County budget not end of salary debate

County budget not end of salary debate

(June 5, 2015) Money for employee salary increases was not included in Worcester County’s 2016 budget, but that doesn’t mean the discussion is over for teachers.

County employees, on the other hand, have little choice but to grin and bear it. Like the board of education employees, county workers also operate on a step system. Their annual base salaries are expected to increase with favorable reviews and additional experience. But like the proposed funding for teacher pay raises, the money for county employee pay increases was spiked in the budgeting process.

County Administrator Harold Higgins said the people he oversees realize the county’s situation and haven’t protested in the ways the teachers have. Worcester teachers have begun working to the exact terms of their contract and are expected to continue to the end of this school year, June 18.

“I was hoping for a better turnout, but I’m confident the Board of Education will work with us,” Beth Shockley-Lynch, president of the Worcester County Teachers Association said, “I give Commissioners Church and Mitrecic credit for their comments, but we have better relationships with the board [of Education] than here [at the county].”

Commissioners Bud Church and Joe Mitrecic voted against the fiscal 2016 budget, due in no small part to the elimination of salary increases for employees.

The county commissioners allocate funds to the Board of Education in 13 separate areas, one of which is employee salaries. The teachers association negotiates pay based upon the salary allocation. With the county’s approval, the school board could move funding from one area to another, and while this is usually done at the end of the calendar year, there is no rule preventing that from happening now. That assumes the money can be found.

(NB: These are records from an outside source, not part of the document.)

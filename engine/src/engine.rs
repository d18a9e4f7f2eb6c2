// ═══════════════════════════════════════════════════════════════════════
// Turn Engine — turn phases, action validation and resolution
//
// Architecture:
//   The engine is a pure state machine. It never does I/O, never awaits
//   and never asks an agent anything. Callers (the session controller,
//   the headless runner, tests) decide what to do, submit it through
//   `apply_action()`, and read back an `ActionReport` describing what
//   happened and what the board looks like afterwards.
//
// Flow:
//   1. Player input is turned into an `Action` by `interpret_click()`
//   2. `apply_action()` validates it against the Action Range Service and
//      mutates the roster (move or attack)
//   3. The report's `BoardStatus` tells the caller whether to hand over
//      the turn, start the next wave, or stop (game over)
//   4. The computer side answers with its own `Action` (or `Pass`)
// ═══════════════════════════════════════════════════════════════════════

use crate::combat::{self, AttackOutcome};
use crate::error::ActionError;
use crate::navigation;
use crate::state::GameState;
use crate::types::*;

#[derive(Debug, Clone, Copy, PartialEq, Eq)]
pub enum TurnPhase {
    PlayerTurn,
    ComputerTurnRunning,
    GameOver,
}

pub fn phase(state: &GameState) -> TurnPhase {
    if state.game_over {
        TurnPhase::GameOver
    } else if state.is_player_turn {
        TurnPhase::PlayerTurn
    } else {
        TurnPhase::ComputerTurnRunning
    }
}

/// Faction whose pieces may act right now.
pub fn acting_faction(state: &GameState) -> Faction {
    if state.is_player_turn {
        Faction::Player
    } else {
        Faction::Computer
    }
}

/// Anything a side can do on its turn.
#[derive(Debug, Clone, Copy, PartialEq, Eq)]
pub enum Action {
    Move { from: usize, to: usize },
    Attack { attacker: usize, target: usize },
    /// End the turn without acting (no legal move available).
    Pass,
}

#[derive(Debug, Clone, PartialEq)]
pub enum Resolution {
    Moved { from: usize, to: usize },
    Attacked(AttackOutcome),
    Passed,
}

/// Board situation after an action has been resolved.
#[derive(Debug, Clone, Copy, PartialEq, Eq)]
pub enum BoardStatus {
    /// Both sides still have pieces; the turn has been handed over.
    Ongoing,
    /// The computer side is empty. The caller starts the next wave.
    WaveCleared,
    /// The player side is empty. The game is over.
    PlayerDefeated,
}

#[derive(Debug, Clone, PartialEq)]
pub struct ActionReport {
    pub faction: Faction,
    pub resolution: Resolution,
    pub status: BoardStatus,
}

// ── Validation ─────────────────────────────────────────────────────────

fn own_piece(state: &GameState, index: usize) -> Result<&PositionedCharacter, ActionError> {
    if index >= CELL_COUNT {
        return Err(ActionError::OutOfBoard(index));
    }
    let piece = state.character_at(index).ok_or(ActionError::EmptyCell(index))?;
    let faction = acting_faction(state);
    if piece.faction() != faction {
        return Err(ActionError::WrongFaction { cell: index, faction: piece.faction() });
    }
    Ok(piece)
}

/// Check an action against the current state without touching it.
pub fn validate_action(state: &GameState, action: Action) -> Result<(), ActionError> {
    if state.game_over {
        return Err(ActionError::GameOver);
    }
    match action {
        Action::Pass => Ok(()),
        Action::Move { from, to } => {
            own_piece(state, from)?;
            if !navigation::can_move(&state.positioned_characters, from, to) {
                return Err(ActionError::NotInMoveRange { from, to });
            }
            Ok(())
        }
        Action::Attack { attacker, target } => {
            own_piece(state, attacker)?;
            if !navigation::can_attack(&state.positioned_characters, attacker, target) {
                return Err(ActionError::NotInAttackRange { from: attacker, to: target });
            }
            Ok(())
        }
    }
}

// ── Resolution ─────────────────────────────────────────────────────────

/// Validate and resolve one action for the side whose turn it is.
/// An invalid action leaves the state untouched.
pub fn apply_action(state: &mut GameState, action: Action) -> Result<ActionReport, ActionError> {
    validate_action(state, action)?;
    let faction = acting_faction(state);

    let resolution = match action {
        Action::Pass => {
            log::debug!("{} passes", faction);
            Resolution::Passed
        }
        Action::Move { from, to } => {
            move_piece(&mut state.positioned_characters, from, to)?;
            log::debug!("{} moves {} → {}", faction, from, to);
            Resolution::Moved { from, to }
        }
        Action::Attack { attacker, target } => {
            let outcome = combat::resolve_attack(&mut state.positioned_characters, attacker, target)?;
            if outcome.killed.as_ref().is_some_and(|c| !c.is_player()) {
                state.statistics.record_enemy_killed();
            }
            Resolution::Attacked(outcome)
        }
    };

    if !matches!(resolution, Resolution::Passed) {
        state.selected_cell_index = None;
    }
    let status = settle(state);
    Ok(ActionReport { faction, resolution, status })
}

/// Replace the entry at `from` with a new one at `to`, keeping roster order.
fn move_piece(roster: &mut [PositionedCharacter], from: usize, to: usize) -> Result<(), ActionError> {
    let slot = roster
        .iter_mut()
        .find(|pc| pc.position() == from)
        .ok_or(ActionError::EmptyCell(from))?;
    let moved = PositionedCharacter::new(slot.character().clone(), to);
    *slot = moved;
    Ok(())
}

/// Faction emptiness check, without side effects.
pub fn board_status(state: &GameState) -> BoardStatus {
    if state.faction_count(Faction::Player) == 0 {
        BoardStatus::PlayerDefeated
    } else if state.faction_count(Faction::Computer) == 0 {
        BoardStatus::WaveCleared
    } else {
        BoardStatus::Ongoing
    }
}

/// Evaluate the board after an action and advance the turn accordingly.
fn settle(state: &mut GameState) -> BoardStatus {
    let status = board_status(state);
    match status {
        BoardStatus::PlayerDefeated => {
            state.game_over = true;
            state.statistics.record_player_defeat();
            log::info!("player side wiped out, game over");
        }
        BoardStatus::WaveCleared => {
            log::debug!("computer side empty, wave cleared");
        }
        BoardStatus::Ongoing => {
            state.is_player_turn = !state.is_player_turn;
        }
    }
    status
}

// ── Player input ───────────────────────────────────────────────────────

/// What a click on a cell means in the current state.
#[derive(Debug, Clone, Copy, PartialEq, Eq)]
pub enum ClickOutcome {
    /// Nothing happens (game over, same cell, nothing selected).
    Ignored,
    /// The click came during the computer's turn.
    ComputerTurn,
    /// Selection moves to an own piece.
    Select { previous: Option<usize>, index: usize },
    /// A legal move or attack from the selected piece.
    Perform(Action),
    /// A selection exists but the cell is neither reachable nor attackable.
    Invalid,
}

/// Decode a click on `index` against the current selection.
pub fn interpret_click(state: &GameState, index: usize) -> ClickOutcome {
    if state.game_over {
        return ClickOutcome::Ignored;
    }
    if !state.is_player_turn {
        return ClickOutcome::ComputerTurn;
    }
    let selected = state.selected_cell_index;
    if selected == Some(index) {
        return ClickOutcome::Ignored;
    }
    if state.character_at(index).is_some_and(|pc| pc.is_player()) {
        return ClickOutcome::Select { previous: selected, index };
    }
    let Some(from) = selected else {
        return ClickOutcome::Ignored;
    };

    let roster = &state.positioned_characters;
    if navigation::can_move(roster, from, index) {
        ClickOutcome::Perform(Action::Move { from, to: index })
    } else if navigation::can_attack(roster, from, index) {
        ClickOutcome::Perform(Action::Attack { attacker: from, target: index })
    } else {
        ClickOutcome::Invalid
    }
}

/// Select an own piece during the player's turn.
pub fn select_cell(state: &mut GameState, index: usize) -> Result<(), ActionError> {
    if state.game_over {
        return Err(ActionError::GameOver);
    }
    if !state.is_player_turn {
        return Err(ActionError::NotPlayerTurn);
    }
    own_piece(state, index)?;
    state.selected_cell_index = Some(index);
    Ok(())
}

Indeed, all seven of the county commissioners said they would listen to a proposal developed by the board of education.

“If they take responsibility for the lost services, I’d be fine with it,” Mitrecic said, “Can they cut out all after-school programs? No, but I understand if that’s what they need to do. If there are no teachers it doesn’t matter if we have the programs or not.”

Commissioners Chip Bertino, Ted Elder, Diana Purnell and Merrill Lockfaw said they would listen to a proposal.

“I’ve always advocated that the board of education should operate within their budget. I’ll take a look at it, but it’s got to be requested,” Commissioner Jim Bunting said.

Church also had conditions.

“As long as it doesn’t interfere with the operation of their facilities or the curriculum, I’d be OK. I’d entertain their proposal but my vote would depend on their plan,” he said.

The schools, however, maintain there are only so many places to get the money.

“With 90 percent of our operating budget directed toward salaries, benefits and bus contracts,” Chief Financial Officer Vincent Tolbert said, “the choices of where to realize reductions are limited. We have to allocate revenues toward operations and fixed expenditures such as heating, cooling and electricity. There are no options there. We would likely be forced to look at position reduction.”

To reduce positions, the board would need to negotiate with the teachers’ union and the Worcester County Education Support Personnel Association, the non-teacher board of education employee union.

“We present a budget to county commissioners that reflects what we need to sustain excellence and to fairly compensate our employees. Our budget proposal has been negotiated with the WCTA and the WCESPA,” Worcester County School Superintendent Jerry Wilson said. “Since the commissioners have passed a budget which does not fund our needs, we must go back to the negotiation table and reach another agreement.”